The fares for New York City subways, buses and commuter railroads imposed Wednesday will increase by 6 percent effective August 20. Toll hikes of 6 percent for bridges and tunnels will kick in August 6. The agency also announced that there will be more 4 percent fare and toll hikes scheduled to go into effect for 2025 and every two years thereafter.

These future increases are part of an overall attack on MTA workers and riders. Even though the MTA has a projected balanced operating budget until 2027, the Citizens Budget Commission, a big-business mouthpiece, maintains that by 2029, the MTA will have a budget shortfall exceeding $900 million. This is as much a political statement as an economic one, as politicians, both Democrat and Republican, have starved public transit and other basic services for funds.

Another concern was raised by New York State Comptroller Thomas Di Napoli, who in a statement issued July 17 reported that “in 2023, the MTA estimates that 17.9 percent of revenue will go towards servicing debt.” The agency has a long-term bond debt of about $48 billion, a principle driving force of the attack on both MTA workers and riders.

In addition, the MTA is proceeding to institute congestion pricing, charging motorists a fee for coming into Mid Manhattan and Lower Manhattan. The agency projects leveraging $1 billion in revenues from congestion pricing into $15 billion to pay for current and future capital maintenance and improvement programs.
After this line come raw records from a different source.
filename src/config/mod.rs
pub mod settings;

pub use settings::Settings;
pub mod error;
pub mod routes;
//! Flat output records.

use chrono::NaiveDateTime;
use serde::{Deserialize, Serialize};

use crate::disaster::DisasterLabel;
use crate::region::{RegionContext, SoilType, Vegetation};
use crate::temporal::TemporalContext;
use crate::weather::WeatherObservation;

/// One fully assembled dataset row. Owned by the orchestrator; a record has
/// no identity beyond its position in the output sequence.
#[derive(Clone, Debug, Serialize, Deserialize)]
pub struct Record {
    pub temperature_c: f64,
    pub humidity_pct: f64,
    pub pressure_hpa: f64,
    pub wind_speed: f64,
    pub rain_1h_mm: f64,
    pub disaster: DisasterLabel,
    pub latitude: f64,
    pub longitude: f64,
    pub elevation_m: f64,
    pub timestamp: NaiveDateTime,
    pub month: u32,
    pub hour: u32,
    pub vegetation: Vegetation,
    pub soil_type: SoilType,
    pub soil_moisture_pct: f64,
    pub is_urban: bool,
    pub cool_current: bool,
}

impl Record {
    /// Flatten the per-sample contexts into one row.
    pub fn assemble(
        region: &RegionContext,
        temporal: &TemporalContext,
        weather: &WeatherObservation,
        disaster: DisasterLabel,
    ) -> Self {
        Self {
            temperature_c: weather.temperature_c,
            humidity_pct: weather.humidity_pct,
            pressure_hpa: weather.pressure_hpa,
            wind_speed: weather.wind_speed,
            rain_1h_mm: weather.rain_1h_mm,
            disaster,
            latitude: region.latitude,
            longitude: region.longitude,
            elevation_m: region.elevation_m,
            timestamp: temporal.timestamp,
            month: temporal.month,
            hour: temporal.hour,
            vegetation: region.vegetation,
            soil_type: region.soil_type,
            soil_moisture_pct: weather.soil_moisture_pct,
            is_urban: region.is_urban,
            cool_current: region.cool_current,
        }
    }
}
There are ample resources for a decent living standard and a safe, reliable transit system for all. In 2022 there were 136 billionaires in New York City, which has been called the billionaire capital of the world, while the transit system crumbles and services are starved of funds. This obscene level of inequality is inherent in a social system that is based on securing the right of private profit for the wealthy few.

The urgent need is to unite transit workers and the public more broadly through rank-and-file committees independent of the unions and all the political representatives of big business in the Democratic and Republican parties.

An essential first step was taken this month with the development of the New York City Transit Workers Rank-and-File Committee, which in opposing the ratification of the sellout TWU deal, stressed the broader need to transfer decision-making from the union apparatus to rank-and-file workers and to break down barriers between workers in a common struggle for our class interests. We urge transit workers and riders to join this fight.